However, there was 1 site that linked to the French page over 1 million times. This puts it in the top 250 sites that link to anywhere on Wikipedia.org, and the site only links to that one page. But I don't think this necessarily explains the traffic - there are some other sites that link to a single Wikipedia.org page over a million times, and those pages don't get a suspicious level of traffic.

If you want to explore, I downloaded the data in this spreadsheet (private link): https://docs.google.com/spreadsheets/d/1efqQMonnfIW88il_f2DG5xRAmlOUz-D_jTjg8NQpf3w/edit?usp=sharing

Good news, the page Cookie (informatique) no more shows up the top reads of the Android Wikipedia Application. So I guess something is now flagging those views as automated which is great. That is how I noticed it originally.

For January 2023 the page had almost 200 million views, the second most viewed page only had 764 000 views. https://pageviews.wmcloud.org/topviews/?project=fr.wikipedia.org&platform=all-access&date=last-month&excludes=

In T313114#8651820, @hashar wrote:

Good news, the page Cookie (informatique) no more shows up the top reads of the Android Wikipedia Application.

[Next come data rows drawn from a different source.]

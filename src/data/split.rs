//! Deterministic train/validation splitting
//!
//! Event selections are split once, before any loop begins, with a fixed
//! seed so that repeated runs against the same database see the same split.

use rand::seq::SliceRandom;
use rand::{rngs::StdRng, SeedableRng};

/// Fraction of a selection held out for validation
pub const VALIDATION_FRACTION: f64 = 0.33;

/// Seed used for every split
pub const SPLIT_SEED: u64 = 42;

/// Split a selection of event numbers into (training, validation) subsets.
///
/// The selection is shuffled with a seeded RNG and then cut, so the split
/// is deterministic for a given `(selection, fraction, seed)` triple. The
/// validation subset receives `ceil(len * validation_fraction)` events.
pub fn train_validation_split(
    selection: &[i64],
    validation_fraction: f64,
    seed: u64,
) -> (Vec<i64>, Vec<i64>) {
    let mut shuffled = selection.to_vec();
    let mut rng = StdRng::seed_from_u64(seed);
    shuffled.shuffle(&mut rng);

    let n_validation = (shuffled.len() as f64 * validation_fraction).ceil() as usize;
    let validation = shuffled.split_off(shuffled.len() - n_validation);
    (shuffled, validation)
}

#[cfg(test)]
mod tests {
    use super::*;

    #[test]
    fn test_split_sizes() {
        let selection: Vec<i64> = (0..100).collect();
        let (train, valid) = train_validation_split(&selection, VALIDATION_FRACTION, SPLIT_SEED);

        assert_eq!(valid.len(), 33);
        assert_eq!(train.len(), 67);
    }

    #[test]
    fn test_split_is_deterministic() {
        let selection: Vec<i64> = (0..50).collect();
        let first = train_validation_split(&selection, VALIDATION_FRACTION, SPLIT_SEED);
        let second = train_validation_split(&selection, VALIDATION_FRACTION, SPLIT_SEED);

        assert_eq!(first, second);
    }

    #[test]
    fn test_split_is_a_partition() {
        let selection: Vec<i64> = (0..40).collect();
        let (train, valid) = train_validation_split(&selection, VALIDATION_FRACTION, SPLIT_SEED);

        let mut all: Vec<i64> = train.iter().chain(valid.iter()).copied().collect();
        all.sort_unstable();
        assert_eq!(all, selection);
    }

    #[test]
    fn test_different_seeds_differ() {
        let selection: Vec<i64> = (0..100).collect();
        let (train_a, _) = train_validation_split(&selection, VALIDATION_FRACTION, 1);
        let (train_b, _) = train_validation_split(&selection, VALIDATION_FRACTION, 2);

        assert_ne!(train_a, train_b);
    }
}
//! Training Module
//!
//! The orchestration core: early stopping, the piecewise-linear
//! learning-rate schedule, the single- and multi-database training
//! drivers, the prediction driver and run archiving.

pub mod archive;
pub mod early_stopping;
pub mod predictor;
pub mod schedule;
pub mod trainer;

pub use archive::{timestamped_tag, RunArchive};
pub use early_stopping::{EarlyStopping, Mode};
pub use predictor::{PostProcessing, PredictionTable, Predictor};
pub use schedule::PiecewiseLinearLr;
pub use trainer::{MultiDatabaseTrainer, Trainer, TrainingReport};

So I guess something is now flagging those views as automated which is great. That is how I noticed it originally.

I think that something is within the Android app. Daily topviews still put Cookie (informatique) at top (and so does the REST API).

I don't get it from the Wikipedia Android app (r/2.7.50426-r-2022-12-08 built by F-Droid)

But the others matches, so I am guessing it is somewhat skipped/filtered out by the app.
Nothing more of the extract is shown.